• [Task]
Needed from the data below: all lines that contain the word "NotFound".

□ □ □ □

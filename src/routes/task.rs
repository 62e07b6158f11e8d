use crate::commands;
use crate::state::AppState;
use axum::{
    routing::{get, post},
    Router,
};

pub fn router() -> Router<AppState> {
    Router::new()
        .route("/api/task/list", get(commands::task::list_tasks))
        .route("/api/task/create", post(commands::task::create_task))
        .route("/api/task/update", post(commands::task::update_task))
        .route("/api/task/delete", post(commands::task::delete_task))
}
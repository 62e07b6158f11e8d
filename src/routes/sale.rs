use crate::commands;
use crate::state::AppState;
use axum::{
    routing::{get, post},
    Router,
};

pub fn router() -> Router<AppState> {
    Router::new()
        .route("/api/sale/list", get(commands::sale::list_sales))
        .route("/api/sale/create", post(commands::sale::create_sale))
        .route("/api/sale/update", post(commands::sale::update_sale))
        .route("/api/sale/delete", post(commands::sale::delete_sale))
        .route("/api/marketplace/order", post(commands::sale::place_order))
}
use crate::commands;
use crate::state::AppState;
use axum::{
    routing::{get, post},
    Router,
};

pub fn router() -> Router<AppState> {
    Router::new()
        .route("/api/input/list", get(commands::input::list_inputs))
        .route("/api/input/create", post(commands::input::create_input))
        .route("/api/input/update", post(commands::input::update_input))
        .route("/api/input/delete", post(commands::input::delete_input))
}
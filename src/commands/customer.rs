use axum::{extract::State, Extension, Json};
use serde::{Deserialize, Serialize};
use uuid::Uuid;

use crate::commands::{require_id, IdPayload};
use crate::db::{Customer, DbPool};
use crate::error::{AgriError, AgriResult};
use crate::middleware::auth::Claims;
use crate::permissions::{require_modify, ViewId};
use crate::state::AppState;
use crate::validation;

#[derive(Debug, Default, Serialize, Deserialize)]
#[serde(default)]
pub struct CustomerForm {
    pub id: Option<Uuid>,
    pub name: String,
    pub email: Option<String>,
    pub phone: Option<String>,
    pub address: Option<String>,
}

pub(crate) async fn fetch_customers(pool: &DbPool) -> AgriResult<Vec<Customer>> {
    Ok(
        sqlx::query_as::<_, Customer>("SELECT * FROM customers ORDER BY created_at DESC")
            .fetch_all(pool)
            .await?,
    )
}

pub async fn list_customers(State(state): State<AppState>) -> AgriResult<Json<Vec<Customer>>> {
    Ok(Json(fetch_customers(&state.pool).await?))
}

pub async fn create_customer(
    State(state): State<AppState>,
    Extension(claims): Extension<Claims>,
    Json(form): Json<CustomerForm>,
) -> AgriResult<Json<Customer>> {
    require_modify(&claims, ViewId::Customers)?;
    validation::validate_customer(&form).into_result()?;

    let row = sqlx::query_as::<_, Customer>(
        "INSERT INTO customers (name, email, phone, address) VALUES ($1, $2, $3, $4) RETURNING *",
    )
    .bind(&form.name)
    .bind(&form.email)
    .bind(&form.phone)
    .bind(&form.address)
    .fetch_one(&state.pool)
    .await?;

    Ok(Json(row))
}

pub async fn update_customer(
    State(state): State<AppState>,
    Extension(claims): Extension<Claims>,
    Json(form): Json<CustomerForm>,
) -> AgriResult<Json<Customer>> {
    require_modify(&claims, ViewId::Customers)?;
    validation::validate_customer(&form).into_result()?;
    let id = require_id(form.id)?;

    let row = sqlx::query_as::<_, Customer>(
        "UPDATE customers SET name = $1, email = $2, phone = $3, address = $4, \
         updated_at = now() WHERE id = $5 RETURNING *",
    )
    .bind(&form.name)
    .bind(&form.email)
    .bind(&form.phone)
    .bind(&form.address)
    .bind(id)
    .fetch_optional(&state.pool)
    .await?
    .ok_or_else(|| AgriError::NotFound("Customer not found".into()))?;

    Ok(Json(row))
}

/// Sales referencing the customer keep their rows; the foreign key is set
/// NULL and the sales view falls back to the stored customer_name.
pub async fn delete_customer(
    State(state): State<AppState>,
    Extension(claims): Extension<Claims>,
    Json(payload): Json<IdPayload>,
) -> AgriResult<Json<()>> {
    require_modify(&claims, ViewId::Customers)?;

    let result = sqlx::query("DELETE FROM customers WHERE id = $1")
        .bind(payload.id)
        .execute(&state.pool)
        .await?;
    if result.rows_affected() == 0 {
        return Err(AgriError::NotFound("Customer not found".into()));
    }

    Ok(Json(()))
}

□ □ □ □

• [Output below]
    .ok_or_else(|| AgriError::NotFound("Customer not found".into()))?;
        return Err(AgriError::NotFound("Customer not found".into()));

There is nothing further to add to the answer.